* WORK INSTRUCTIONS
Reproduce, please, only the lines from the first line below to the line containing "if let Err(error)", inclusive.

* DATA FOR THIS EXERCISE
──────

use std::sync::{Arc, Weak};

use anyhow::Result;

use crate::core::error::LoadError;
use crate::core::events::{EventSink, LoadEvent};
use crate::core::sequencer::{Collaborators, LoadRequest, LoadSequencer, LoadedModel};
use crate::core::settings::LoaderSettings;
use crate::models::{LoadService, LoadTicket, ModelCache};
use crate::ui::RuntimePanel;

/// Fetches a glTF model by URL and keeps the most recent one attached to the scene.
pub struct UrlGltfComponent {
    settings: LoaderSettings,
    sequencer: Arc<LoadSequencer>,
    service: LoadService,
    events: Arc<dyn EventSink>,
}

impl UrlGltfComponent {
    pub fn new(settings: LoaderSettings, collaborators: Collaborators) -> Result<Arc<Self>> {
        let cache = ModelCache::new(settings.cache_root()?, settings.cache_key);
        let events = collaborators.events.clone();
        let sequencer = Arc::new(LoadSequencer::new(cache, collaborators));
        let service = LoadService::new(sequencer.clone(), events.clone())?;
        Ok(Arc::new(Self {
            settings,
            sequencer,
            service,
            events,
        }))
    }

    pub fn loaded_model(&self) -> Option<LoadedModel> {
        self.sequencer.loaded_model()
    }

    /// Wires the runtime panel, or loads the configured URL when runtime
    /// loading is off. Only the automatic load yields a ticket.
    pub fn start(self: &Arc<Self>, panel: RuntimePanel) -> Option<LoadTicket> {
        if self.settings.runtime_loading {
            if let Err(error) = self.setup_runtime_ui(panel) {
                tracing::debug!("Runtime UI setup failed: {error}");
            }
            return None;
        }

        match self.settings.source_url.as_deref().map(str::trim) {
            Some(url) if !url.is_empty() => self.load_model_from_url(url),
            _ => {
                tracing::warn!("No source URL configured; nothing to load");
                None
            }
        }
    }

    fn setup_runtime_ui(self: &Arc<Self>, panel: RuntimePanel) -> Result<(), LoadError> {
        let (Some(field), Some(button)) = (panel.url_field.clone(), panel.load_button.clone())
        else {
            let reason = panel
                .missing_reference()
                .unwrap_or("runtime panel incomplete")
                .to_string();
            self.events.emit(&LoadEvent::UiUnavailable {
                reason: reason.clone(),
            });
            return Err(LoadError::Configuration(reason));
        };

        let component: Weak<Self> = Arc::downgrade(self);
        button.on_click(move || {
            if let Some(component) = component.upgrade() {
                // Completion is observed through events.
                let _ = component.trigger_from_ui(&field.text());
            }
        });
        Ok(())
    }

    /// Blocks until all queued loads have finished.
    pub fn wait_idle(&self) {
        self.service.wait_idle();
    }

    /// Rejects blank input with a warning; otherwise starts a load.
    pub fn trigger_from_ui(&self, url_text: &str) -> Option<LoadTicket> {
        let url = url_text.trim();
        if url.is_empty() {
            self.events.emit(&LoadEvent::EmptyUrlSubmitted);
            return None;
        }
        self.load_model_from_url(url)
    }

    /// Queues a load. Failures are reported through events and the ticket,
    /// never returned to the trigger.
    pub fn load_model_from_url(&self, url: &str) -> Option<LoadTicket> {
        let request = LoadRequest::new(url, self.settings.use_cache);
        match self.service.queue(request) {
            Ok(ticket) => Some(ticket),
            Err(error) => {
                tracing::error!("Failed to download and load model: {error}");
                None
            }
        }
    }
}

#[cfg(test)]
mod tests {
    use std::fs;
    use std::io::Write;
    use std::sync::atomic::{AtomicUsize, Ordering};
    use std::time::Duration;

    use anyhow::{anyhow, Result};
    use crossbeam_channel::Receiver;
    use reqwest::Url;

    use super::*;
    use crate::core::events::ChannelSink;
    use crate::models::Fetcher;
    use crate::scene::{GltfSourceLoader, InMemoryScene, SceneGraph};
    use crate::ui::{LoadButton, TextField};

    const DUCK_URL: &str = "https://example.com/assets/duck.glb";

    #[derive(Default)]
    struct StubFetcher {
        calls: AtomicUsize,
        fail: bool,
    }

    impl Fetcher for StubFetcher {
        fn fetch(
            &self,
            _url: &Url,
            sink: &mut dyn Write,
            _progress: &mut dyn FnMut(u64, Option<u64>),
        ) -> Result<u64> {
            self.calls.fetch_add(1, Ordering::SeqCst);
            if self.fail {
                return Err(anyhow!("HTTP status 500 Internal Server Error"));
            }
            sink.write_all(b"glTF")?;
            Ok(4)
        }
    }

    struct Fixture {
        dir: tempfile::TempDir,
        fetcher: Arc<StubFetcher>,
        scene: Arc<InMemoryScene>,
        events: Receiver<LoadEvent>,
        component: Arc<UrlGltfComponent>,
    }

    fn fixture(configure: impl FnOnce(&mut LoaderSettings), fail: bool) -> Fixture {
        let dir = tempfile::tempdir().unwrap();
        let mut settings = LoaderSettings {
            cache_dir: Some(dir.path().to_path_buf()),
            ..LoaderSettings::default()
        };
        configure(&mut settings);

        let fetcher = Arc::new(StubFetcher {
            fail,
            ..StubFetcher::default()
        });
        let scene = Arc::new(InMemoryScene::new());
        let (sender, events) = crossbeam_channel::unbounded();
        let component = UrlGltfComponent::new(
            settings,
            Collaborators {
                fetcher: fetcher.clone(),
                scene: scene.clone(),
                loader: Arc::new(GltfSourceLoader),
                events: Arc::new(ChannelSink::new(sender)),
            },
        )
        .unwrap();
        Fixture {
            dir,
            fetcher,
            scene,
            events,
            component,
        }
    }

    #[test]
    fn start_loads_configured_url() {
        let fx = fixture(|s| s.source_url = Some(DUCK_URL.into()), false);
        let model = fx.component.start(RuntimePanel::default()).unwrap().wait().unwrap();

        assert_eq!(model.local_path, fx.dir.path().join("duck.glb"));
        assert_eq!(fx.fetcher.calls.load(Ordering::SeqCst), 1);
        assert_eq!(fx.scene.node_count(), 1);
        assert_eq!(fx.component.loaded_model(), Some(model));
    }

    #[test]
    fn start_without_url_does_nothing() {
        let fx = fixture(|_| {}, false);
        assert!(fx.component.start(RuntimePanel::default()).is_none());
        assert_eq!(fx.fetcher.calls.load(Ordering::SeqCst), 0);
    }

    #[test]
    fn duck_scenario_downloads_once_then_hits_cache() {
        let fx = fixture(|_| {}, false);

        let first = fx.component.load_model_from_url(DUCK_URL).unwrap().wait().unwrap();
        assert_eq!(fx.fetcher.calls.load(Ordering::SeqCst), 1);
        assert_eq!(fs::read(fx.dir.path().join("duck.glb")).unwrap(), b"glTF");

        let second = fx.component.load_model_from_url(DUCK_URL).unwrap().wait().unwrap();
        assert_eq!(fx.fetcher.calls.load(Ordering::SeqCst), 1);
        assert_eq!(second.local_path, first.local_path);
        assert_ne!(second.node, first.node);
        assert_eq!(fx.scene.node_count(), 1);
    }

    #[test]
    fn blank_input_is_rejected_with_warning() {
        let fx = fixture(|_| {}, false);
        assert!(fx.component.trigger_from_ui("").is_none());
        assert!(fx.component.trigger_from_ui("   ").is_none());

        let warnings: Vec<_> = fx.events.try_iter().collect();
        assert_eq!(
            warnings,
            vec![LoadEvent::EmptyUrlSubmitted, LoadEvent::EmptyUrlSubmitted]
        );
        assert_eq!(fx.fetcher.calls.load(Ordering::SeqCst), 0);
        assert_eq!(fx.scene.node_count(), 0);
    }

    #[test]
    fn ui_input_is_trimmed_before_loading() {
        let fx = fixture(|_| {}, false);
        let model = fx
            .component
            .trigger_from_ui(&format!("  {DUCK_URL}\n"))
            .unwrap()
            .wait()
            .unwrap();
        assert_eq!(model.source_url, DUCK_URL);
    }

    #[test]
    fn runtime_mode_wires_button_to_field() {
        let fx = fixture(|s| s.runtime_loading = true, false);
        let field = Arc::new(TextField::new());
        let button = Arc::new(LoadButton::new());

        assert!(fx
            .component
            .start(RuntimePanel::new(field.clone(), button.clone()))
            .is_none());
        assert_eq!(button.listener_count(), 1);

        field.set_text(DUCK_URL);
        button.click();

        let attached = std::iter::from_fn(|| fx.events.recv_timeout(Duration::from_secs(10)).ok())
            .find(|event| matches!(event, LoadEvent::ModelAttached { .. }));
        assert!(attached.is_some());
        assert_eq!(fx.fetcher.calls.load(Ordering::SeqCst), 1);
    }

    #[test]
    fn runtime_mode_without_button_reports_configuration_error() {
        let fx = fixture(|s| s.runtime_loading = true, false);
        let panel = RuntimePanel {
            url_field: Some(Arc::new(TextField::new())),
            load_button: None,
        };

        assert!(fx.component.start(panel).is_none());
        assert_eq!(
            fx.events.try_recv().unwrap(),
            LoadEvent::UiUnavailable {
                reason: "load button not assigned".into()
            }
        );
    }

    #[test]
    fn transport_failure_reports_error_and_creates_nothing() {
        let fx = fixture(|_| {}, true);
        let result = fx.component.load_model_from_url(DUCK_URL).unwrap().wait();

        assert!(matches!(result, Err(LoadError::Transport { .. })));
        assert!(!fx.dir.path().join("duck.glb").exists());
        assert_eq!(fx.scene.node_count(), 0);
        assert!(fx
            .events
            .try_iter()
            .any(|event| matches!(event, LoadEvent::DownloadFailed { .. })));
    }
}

──────

* COMPLETED TASK
use std::sync::{Arc, Weak};

use anyhow::Result;

use crate::core::error::LoadError;
use crate::core::events::{EventSink, LoadEvent};
use crate::core::sequencer::{Collaborators, LoadRequest, LoadSequencer, LoadedModel};
use crate::core::settings::LoaderSettings;
use crate::models::{LoadService, LoadTicket, ModelCache};
use crate::ui::RuntimePanel;

/// Fetches a glTF model by URL and keeps the most recent one attached to the scene.
pub struct UrlGltfComponent {
    settings: LoaderSettings,
    sequencer: Arc<LoadSequencer>,
    service: LoadService,
    events: Arc<dyn EventSink>,
}

impl UrlGltfComponent {
    pub fn new(settings: LoaderSettings, collaborators: Collaborators) -> Result<Arc<Self>> {
        let cache = ModelCache::new(settings.cache_root()?, settings.cache_key);
        let events = collaborators.events.clone();
        let sequencer = Arc::new(LoadSequencer::new(cache, collaborators));
        let service = LoadService::new(sequencer.clone(), events.clone())?;
        Ok(Arc::new(Self {
            settings,
            sequencer,
            service,
            events,
        }))
    }

    pub fn loaded_model(&self) -> Option<LoadedModel> {
        self.sequencer.loaded_model()
    }

    /// Wires the runtime panel, or loads the configured URL when runtime
    /// loading is off. Only the automatic load yields a ticket.
    pub fn start(self: &Arc<Self>, panel: RuntimePanel) -> Option<LoadTicket> {
        if self.settings.runtime_loading {
            if let Err(error) = self.setup_runtime_ui(panel) {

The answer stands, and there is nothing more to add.